» **Activity**
All that is wanted is a word-for-word copy of the data from its first line to the line containing "use super::config::ClassifierConfig;", both included.

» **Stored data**
========================================

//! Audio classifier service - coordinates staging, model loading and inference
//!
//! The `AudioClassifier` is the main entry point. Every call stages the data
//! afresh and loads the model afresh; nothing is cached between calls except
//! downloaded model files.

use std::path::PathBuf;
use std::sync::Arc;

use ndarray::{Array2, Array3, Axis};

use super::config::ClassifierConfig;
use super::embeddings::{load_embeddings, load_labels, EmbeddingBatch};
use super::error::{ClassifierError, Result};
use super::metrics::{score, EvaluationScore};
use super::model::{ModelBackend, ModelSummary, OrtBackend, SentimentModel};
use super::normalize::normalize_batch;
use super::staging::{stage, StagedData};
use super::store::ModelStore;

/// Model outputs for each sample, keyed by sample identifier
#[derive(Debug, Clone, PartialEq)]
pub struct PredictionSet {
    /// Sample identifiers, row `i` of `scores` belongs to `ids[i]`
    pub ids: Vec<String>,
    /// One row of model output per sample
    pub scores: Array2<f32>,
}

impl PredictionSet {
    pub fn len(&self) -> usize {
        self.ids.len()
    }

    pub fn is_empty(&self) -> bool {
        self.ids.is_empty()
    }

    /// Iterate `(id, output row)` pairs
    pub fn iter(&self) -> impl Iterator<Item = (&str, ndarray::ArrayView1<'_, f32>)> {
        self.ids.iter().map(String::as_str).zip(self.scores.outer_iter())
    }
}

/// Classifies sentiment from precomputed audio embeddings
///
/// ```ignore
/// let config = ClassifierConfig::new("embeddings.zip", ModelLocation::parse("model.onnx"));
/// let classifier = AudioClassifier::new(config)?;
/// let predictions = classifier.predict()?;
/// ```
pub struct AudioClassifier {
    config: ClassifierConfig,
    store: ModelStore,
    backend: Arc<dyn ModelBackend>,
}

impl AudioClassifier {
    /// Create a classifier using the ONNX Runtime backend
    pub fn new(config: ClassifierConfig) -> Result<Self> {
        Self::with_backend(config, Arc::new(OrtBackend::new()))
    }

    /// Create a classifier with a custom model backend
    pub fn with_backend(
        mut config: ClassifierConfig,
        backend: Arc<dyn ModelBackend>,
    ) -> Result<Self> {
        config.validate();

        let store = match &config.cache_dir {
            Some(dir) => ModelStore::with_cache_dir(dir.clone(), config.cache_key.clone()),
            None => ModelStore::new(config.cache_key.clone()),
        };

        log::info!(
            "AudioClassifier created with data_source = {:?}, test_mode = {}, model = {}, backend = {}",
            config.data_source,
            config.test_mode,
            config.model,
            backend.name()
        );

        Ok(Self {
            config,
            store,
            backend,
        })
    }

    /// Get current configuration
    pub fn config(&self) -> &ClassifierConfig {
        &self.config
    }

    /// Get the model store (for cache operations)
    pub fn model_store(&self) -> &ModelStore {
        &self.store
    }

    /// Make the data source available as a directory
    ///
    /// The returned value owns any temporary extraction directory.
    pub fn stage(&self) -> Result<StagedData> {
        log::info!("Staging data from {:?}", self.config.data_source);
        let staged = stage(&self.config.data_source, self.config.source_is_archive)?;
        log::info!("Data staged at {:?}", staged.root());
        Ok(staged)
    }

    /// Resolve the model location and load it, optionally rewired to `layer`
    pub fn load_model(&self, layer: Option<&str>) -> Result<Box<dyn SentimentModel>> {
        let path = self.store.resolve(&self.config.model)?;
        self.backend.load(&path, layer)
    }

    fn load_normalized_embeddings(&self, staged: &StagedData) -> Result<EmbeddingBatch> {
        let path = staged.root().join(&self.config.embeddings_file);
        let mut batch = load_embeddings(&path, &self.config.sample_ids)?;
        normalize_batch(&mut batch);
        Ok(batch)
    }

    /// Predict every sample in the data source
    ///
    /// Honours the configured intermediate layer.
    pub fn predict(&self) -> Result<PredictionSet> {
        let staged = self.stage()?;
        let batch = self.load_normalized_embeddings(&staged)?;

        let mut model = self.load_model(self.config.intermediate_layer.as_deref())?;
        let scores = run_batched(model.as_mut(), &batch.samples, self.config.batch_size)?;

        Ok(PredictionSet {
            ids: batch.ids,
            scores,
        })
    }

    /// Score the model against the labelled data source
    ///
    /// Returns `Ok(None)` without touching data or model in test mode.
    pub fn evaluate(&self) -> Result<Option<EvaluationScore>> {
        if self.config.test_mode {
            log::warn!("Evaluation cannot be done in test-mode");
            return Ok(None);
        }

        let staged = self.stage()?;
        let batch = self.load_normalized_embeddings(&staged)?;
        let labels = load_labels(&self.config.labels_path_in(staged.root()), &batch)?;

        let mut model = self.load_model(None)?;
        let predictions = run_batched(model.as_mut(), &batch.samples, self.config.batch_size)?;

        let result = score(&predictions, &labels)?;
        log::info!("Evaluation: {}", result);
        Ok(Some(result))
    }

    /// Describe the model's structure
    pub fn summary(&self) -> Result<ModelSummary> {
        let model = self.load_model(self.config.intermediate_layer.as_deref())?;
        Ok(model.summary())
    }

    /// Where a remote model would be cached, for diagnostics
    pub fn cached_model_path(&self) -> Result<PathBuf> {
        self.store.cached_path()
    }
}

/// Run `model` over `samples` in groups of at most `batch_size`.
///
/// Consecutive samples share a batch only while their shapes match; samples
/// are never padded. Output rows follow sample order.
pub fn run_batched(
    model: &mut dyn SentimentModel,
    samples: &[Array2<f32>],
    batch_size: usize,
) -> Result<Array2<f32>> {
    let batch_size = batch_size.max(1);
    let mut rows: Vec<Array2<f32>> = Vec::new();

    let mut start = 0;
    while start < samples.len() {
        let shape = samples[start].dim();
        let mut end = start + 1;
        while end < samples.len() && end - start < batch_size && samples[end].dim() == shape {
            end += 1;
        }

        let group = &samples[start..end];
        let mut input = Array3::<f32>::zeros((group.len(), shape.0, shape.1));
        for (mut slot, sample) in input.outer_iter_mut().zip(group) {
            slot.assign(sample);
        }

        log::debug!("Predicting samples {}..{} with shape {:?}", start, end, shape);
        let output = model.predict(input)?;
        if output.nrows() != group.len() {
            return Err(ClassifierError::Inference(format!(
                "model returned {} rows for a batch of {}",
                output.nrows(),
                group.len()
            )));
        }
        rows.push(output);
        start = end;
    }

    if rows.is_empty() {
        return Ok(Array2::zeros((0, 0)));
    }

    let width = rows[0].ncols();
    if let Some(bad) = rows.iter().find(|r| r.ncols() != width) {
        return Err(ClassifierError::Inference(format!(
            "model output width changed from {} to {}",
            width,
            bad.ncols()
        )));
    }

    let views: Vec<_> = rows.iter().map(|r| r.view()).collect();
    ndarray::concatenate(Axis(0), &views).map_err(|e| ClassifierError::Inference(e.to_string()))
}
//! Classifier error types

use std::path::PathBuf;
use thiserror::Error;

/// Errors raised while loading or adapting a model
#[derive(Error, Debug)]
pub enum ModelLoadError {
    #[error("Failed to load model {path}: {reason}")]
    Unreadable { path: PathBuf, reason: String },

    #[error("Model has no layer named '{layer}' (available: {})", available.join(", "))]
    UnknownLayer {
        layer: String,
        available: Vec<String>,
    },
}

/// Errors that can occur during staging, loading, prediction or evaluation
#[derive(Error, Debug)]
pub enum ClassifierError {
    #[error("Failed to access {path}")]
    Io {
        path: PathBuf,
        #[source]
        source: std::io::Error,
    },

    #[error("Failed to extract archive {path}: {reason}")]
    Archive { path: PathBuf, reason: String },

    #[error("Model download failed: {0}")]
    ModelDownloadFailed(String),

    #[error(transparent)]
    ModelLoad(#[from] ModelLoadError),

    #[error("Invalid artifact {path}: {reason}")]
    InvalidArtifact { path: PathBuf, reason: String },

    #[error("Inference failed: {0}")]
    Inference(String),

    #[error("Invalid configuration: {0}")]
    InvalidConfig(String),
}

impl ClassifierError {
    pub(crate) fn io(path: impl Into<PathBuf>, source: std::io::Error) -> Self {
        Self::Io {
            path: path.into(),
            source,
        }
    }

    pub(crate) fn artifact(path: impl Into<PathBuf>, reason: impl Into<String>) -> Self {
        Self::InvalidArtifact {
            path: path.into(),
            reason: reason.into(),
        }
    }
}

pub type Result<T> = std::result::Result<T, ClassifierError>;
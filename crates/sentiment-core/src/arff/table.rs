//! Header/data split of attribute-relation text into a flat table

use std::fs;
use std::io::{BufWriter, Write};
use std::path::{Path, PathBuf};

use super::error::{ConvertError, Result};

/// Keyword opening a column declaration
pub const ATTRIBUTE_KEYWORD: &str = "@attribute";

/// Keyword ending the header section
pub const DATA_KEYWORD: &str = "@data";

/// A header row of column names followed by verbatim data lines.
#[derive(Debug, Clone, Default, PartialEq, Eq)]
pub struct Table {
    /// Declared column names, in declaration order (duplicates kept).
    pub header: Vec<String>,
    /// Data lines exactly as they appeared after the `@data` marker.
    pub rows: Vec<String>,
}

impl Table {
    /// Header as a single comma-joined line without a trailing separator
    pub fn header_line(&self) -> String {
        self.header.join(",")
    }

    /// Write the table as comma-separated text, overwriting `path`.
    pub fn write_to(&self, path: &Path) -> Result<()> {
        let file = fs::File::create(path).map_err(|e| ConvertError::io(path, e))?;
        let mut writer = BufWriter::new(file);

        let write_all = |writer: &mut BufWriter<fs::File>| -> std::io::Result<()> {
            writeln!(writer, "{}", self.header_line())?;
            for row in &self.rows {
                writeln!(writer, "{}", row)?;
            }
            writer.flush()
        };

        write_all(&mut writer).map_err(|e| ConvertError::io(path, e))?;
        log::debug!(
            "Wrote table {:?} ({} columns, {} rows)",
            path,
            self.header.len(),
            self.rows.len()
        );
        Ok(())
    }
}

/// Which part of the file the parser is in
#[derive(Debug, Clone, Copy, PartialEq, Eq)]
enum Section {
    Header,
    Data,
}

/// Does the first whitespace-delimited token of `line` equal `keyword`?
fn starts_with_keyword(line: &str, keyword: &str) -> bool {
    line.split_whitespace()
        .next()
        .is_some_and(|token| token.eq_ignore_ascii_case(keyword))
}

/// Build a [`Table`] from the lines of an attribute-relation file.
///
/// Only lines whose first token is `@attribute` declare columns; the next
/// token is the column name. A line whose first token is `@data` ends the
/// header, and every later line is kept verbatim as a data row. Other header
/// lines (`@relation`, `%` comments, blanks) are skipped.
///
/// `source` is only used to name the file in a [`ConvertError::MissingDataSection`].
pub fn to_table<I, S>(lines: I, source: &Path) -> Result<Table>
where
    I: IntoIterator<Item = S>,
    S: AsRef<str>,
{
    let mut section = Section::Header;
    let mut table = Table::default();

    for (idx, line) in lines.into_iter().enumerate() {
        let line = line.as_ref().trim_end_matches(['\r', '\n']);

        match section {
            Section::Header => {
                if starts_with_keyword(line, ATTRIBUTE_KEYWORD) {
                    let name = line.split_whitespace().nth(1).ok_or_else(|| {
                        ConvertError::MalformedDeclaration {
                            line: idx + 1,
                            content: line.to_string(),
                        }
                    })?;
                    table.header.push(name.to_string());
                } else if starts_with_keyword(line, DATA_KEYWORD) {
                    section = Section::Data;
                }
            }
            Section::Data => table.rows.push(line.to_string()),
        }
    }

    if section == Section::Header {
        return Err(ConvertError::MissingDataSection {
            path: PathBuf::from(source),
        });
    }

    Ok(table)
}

========================================

» **Task solution**
//! Audio classifier service - coordinates staging, model loading and inference
//!
//! The `AudioClassifier` is the main entry point. Every call stages the data
//! afresh and loads the model afresh; nothing is cached between calls except
//! downloaded model files.

use std::path::PathBuf;
use std::sync::Arc;

use ndarray::{Array2, Array3, Axis};

use super::config::ClassifierConfig;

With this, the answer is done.